◆ **EXERCISE**
Search the data for the string "impl" and extract every line where it appears.

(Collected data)

━━━

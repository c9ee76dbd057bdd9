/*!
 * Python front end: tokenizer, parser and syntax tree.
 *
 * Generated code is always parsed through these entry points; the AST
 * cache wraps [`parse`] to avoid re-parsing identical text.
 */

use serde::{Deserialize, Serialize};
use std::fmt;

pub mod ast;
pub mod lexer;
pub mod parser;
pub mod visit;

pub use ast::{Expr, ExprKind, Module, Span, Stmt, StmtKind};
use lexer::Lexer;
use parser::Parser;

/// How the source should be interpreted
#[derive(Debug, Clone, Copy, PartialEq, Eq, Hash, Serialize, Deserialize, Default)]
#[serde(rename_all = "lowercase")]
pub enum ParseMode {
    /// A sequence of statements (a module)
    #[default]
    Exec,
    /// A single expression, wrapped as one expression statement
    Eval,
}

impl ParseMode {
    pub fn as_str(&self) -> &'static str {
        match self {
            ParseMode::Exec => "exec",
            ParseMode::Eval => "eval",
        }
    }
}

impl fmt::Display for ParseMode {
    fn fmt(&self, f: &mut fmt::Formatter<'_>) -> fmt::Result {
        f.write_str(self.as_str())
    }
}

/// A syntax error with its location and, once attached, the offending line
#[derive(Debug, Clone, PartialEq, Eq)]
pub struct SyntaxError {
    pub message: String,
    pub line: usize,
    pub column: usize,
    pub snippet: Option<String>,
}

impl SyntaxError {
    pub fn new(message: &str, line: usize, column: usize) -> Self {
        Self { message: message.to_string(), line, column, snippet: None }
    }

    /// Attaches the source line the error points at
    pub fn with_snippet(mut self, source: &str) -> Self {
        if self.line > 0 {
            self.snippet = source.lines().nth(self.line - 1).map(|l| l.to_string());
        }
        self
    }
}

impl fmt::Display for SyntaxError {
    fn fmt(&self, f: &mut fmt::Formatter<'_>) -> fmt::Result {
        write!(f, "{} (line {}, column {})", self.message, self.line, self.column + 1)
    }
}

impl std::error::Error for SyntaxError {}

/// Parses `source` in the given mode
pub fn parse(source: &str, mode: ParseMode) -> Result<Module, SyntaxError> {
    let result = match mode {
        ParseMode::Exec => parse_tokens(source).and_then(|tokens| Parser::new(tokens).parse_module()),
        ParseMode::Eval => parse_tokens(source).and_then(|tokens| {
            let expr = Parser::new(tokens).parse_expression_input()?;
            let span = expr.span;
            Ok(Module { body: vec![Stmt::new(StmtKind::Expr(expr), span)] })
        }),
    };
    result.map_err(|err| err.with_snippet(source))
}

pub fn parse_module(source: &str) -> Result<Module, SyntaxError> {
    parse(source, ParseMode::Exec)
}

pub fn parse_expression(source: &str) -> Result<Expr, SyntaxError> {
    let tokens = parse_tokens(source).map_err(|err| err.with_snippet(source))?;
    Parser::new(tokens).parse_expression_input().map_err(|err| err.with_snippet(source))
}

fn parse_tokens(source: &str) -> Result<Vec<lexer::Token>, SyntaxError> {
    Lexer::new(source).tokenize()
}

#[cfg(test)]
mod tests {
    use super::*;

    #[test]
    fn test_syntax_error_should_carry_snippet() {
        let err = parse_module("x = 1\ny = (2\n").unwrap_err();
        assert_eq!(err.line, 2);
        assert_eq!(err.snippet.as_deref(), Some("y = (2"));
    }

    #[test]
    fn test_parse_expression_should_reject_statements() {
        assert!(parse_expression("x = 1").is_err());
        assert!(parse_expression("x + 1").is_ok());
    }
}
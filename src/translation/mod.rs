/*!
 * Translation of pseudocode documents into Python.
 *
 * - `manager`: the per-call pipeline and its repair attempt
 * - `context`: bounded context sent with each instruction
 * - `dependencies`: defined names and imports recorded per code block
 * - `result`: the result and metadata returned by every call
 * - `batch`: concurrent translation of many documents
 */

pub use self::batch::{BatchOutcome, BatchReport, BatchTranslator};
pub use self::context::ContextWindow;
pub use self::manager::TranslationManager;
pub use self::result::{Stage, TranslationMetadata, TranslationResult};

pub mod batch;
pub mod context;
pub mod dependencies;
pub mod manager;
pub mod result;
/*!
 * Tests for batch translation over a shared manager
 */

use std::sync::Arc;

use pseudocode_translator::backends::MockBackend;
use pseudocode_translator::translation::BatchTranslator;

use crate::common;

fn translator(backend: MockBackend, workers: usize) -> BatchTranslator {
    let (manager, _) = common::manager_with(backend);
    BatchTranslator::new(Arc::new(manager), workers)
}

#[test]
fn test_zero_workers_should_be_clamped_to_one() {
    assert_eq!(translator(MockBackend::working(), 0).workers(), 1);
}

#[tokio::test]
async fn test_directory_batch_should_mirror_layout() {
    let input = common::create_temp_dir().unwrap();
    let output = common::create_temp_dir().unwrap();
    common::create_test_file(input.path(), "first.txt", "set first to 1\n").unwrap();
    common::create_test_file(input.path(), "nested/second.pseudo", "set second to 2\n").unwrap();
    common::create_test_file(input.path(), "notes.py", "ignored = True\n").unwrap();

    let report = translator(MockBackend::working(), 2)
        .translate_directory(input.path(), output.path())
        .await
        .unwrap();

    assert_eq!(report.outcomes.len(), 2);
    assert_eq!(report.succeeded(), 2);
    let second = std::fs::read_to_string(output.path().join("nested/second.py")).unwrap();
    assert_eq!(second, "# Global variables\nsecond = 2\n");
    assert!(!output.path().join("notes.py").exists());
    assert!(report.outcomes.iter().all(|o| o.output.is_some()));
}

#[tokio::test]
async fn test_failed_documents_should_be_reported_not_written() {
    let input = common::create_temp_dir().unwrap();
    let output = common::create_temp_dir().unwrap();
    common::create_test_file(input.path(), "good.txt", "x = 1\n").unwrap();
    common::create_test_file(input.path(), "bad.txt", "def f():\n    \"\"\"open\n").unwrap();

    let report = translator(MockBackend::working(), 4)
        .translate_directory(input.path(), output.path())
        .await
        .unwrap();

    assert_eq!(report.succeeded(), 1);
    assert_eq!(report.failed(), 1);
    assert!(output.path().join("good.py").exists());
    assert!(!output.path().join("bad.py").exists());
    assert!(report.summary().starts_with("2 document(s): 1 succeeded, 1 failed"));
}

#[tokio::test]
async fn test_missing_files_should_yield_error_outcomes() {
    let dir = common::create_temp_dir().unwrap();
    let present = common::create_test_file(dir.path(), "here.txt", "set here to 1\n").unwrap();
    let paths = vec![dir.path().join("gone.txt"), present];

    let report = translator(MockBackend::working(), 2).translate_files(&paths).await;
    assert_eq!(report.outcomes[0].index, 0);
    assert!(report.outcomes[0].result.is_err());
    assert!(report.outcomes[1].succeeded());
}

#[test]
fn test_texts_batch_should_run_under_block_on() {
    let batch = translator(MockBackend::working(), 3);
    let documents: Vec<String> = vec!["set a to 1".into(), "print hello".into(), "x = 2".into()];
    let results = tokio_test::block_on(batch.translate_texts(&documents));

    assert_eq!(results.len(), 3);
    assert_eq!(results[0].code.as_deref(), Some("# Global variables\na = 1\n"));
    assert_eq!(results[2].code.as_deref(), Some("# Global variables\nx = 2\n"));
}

━━━

◆ **EXPECTED OUTPUT**
impl ParseMode {
impl fmt::Display for ParseMode {
impl SyntaxError {
impl fmt::Display for SyntaxError {
impl std::error::Error for SyntaxError {}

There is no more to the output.